[[ Data records, beginning ]]

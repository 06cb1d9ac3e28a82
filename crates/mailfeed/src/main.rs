//! Mail Feed: newsletters in, RSS out.
//!
//! Watches an IMAP inbox, turns each newsletter into an item of the feed
//! named by its recipient and serves the feeds over HTTP.

mod config;
mod http;
mod rate_limit;
mod service;

use tracing::{info, warn};
use tracing_subscriber::{layer::SubscriberExt, util::SubscriberInitExt};

use config::Config;

#[tokio::main]
async fn main() -> anyhow::Result<()> {
    tracing_subscriber::registry()
        .with(
            tracing_subscriber::EnvFilter::try_from_default_env()
                .unwrap_or_else(|_| "mailfeed=info,mailfeed_core=info,mailfeed_imap=warn".into()),
        )
        .with(tracing_subscriber::fmt::layer())
        .init();

    if rustls::crypto::aws_lc_rs::default_provider()
        .install_default()
        .is_err()
    {
        warn!("TLS crypto provider was already installed");
    }

    info!("Starting Mail Feed");
    let config = Config::load()?;
    info!(
        server = %config.server,
        port = config.port,
        domain = config.domain.as_deref().unwrap_or("*"),
        "configuration loaded"
    );
    service::run(config).await
}
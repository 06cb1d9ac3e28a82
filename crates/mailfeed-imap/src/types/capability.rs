//! Server capabilities and completion status.

/// Status keyword of a status response.
#[derive(Debug, Clone, Copy, PartialEq, Eq)]
pub enum Status {
    /// Success.
    Ok,
    /// Operational failure.
    No,
    /// Protocol or syntax failure.
    Bad,
    /// Greeting for an already authenticated connection.
    PreAuth,
    /// Server is closing the connection.
    Bye,
}

impl Status {
    /// True for OK and PREAUTH.
    #[must_use]
    pub fn is_ok(self) -> bool {
        matches!(self, Self::Ok | Self::PreAuth)
    }
}

/// Server capability.
#[derive(Debug, Clone, PartialEq, Eq, Hash)]
pub enum Capability {
    /// `IMAP4rev1` (RFC 3501).
    Imap4Rev1,
    /// `IMAP4rev2` (RFC 9051).
    Imap4Rev2,
    /// IDLE (RFC 2177).
    Idle,
    /// STARTTLS.
    StartTls,
    /// LOGIN is disabled on this connection.
    LoginDisabled,
    /// SASL mechanism.
    Auth(String),
    /// Anything else.
    Unknown(String),
}

impl Capability {
    /// Parses a capability atom.
    #[must_use]
    pub fn parse(s: &str) -> Self {
        let upper = s.to_ascii_uppercase();
        match upper.as_str() {
            "IMAP4REV1" => Self::Imap4Rev1,
            "IMAP4REV2" => Self::Imap4Rev2,
            "IDLE" => Self::Idle,
            "STARTTLS" => Self::StartTls,
            "LOGINDISABLED" => Self::LoginDisabled,
            _ => upper.strip_prefix("AUTH=").map_or_else(
                || Self::Unknown(s.to_string()),
                |_| Self::Auth(s[5..].to_string()),
            ),
        }
    }
}

impl std::fmt::Display for Capability {
    fn fmt(&self, f: &mut std::fmt::Formatter<'_>) -> std::fmt::Result {
        match self {
            Self::Imap4Rev1 => f.write_str("IMAP4rev1"),
            Self::Imap4Rev2 => f.write_str("IMAP4rev2"),
            Self::Idle => f.write_str("IDLE"),
            Self::StartTls => f.write_str("STARTTLS"),
            Self::LoginDisabled => f.write_str("LOGINDISABLED"),
            Self::Auth(mech) => write!(f, "AUTH={mech}"),
            Self::Unknown(s) => f.write_str(s),
        }
    }
}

[[ Data records, end ]]

◆ **What this task involves**
Copy every line of the records above that holds the word "info".

◆ **Task output**
use tracing::{info, warn};
                .unwrap_or_else(|_| "mailfeed=info,mailfeed_core=info,mailfeed_imap=warn".into()),
    info!("Starting Mail Feed");
    info!(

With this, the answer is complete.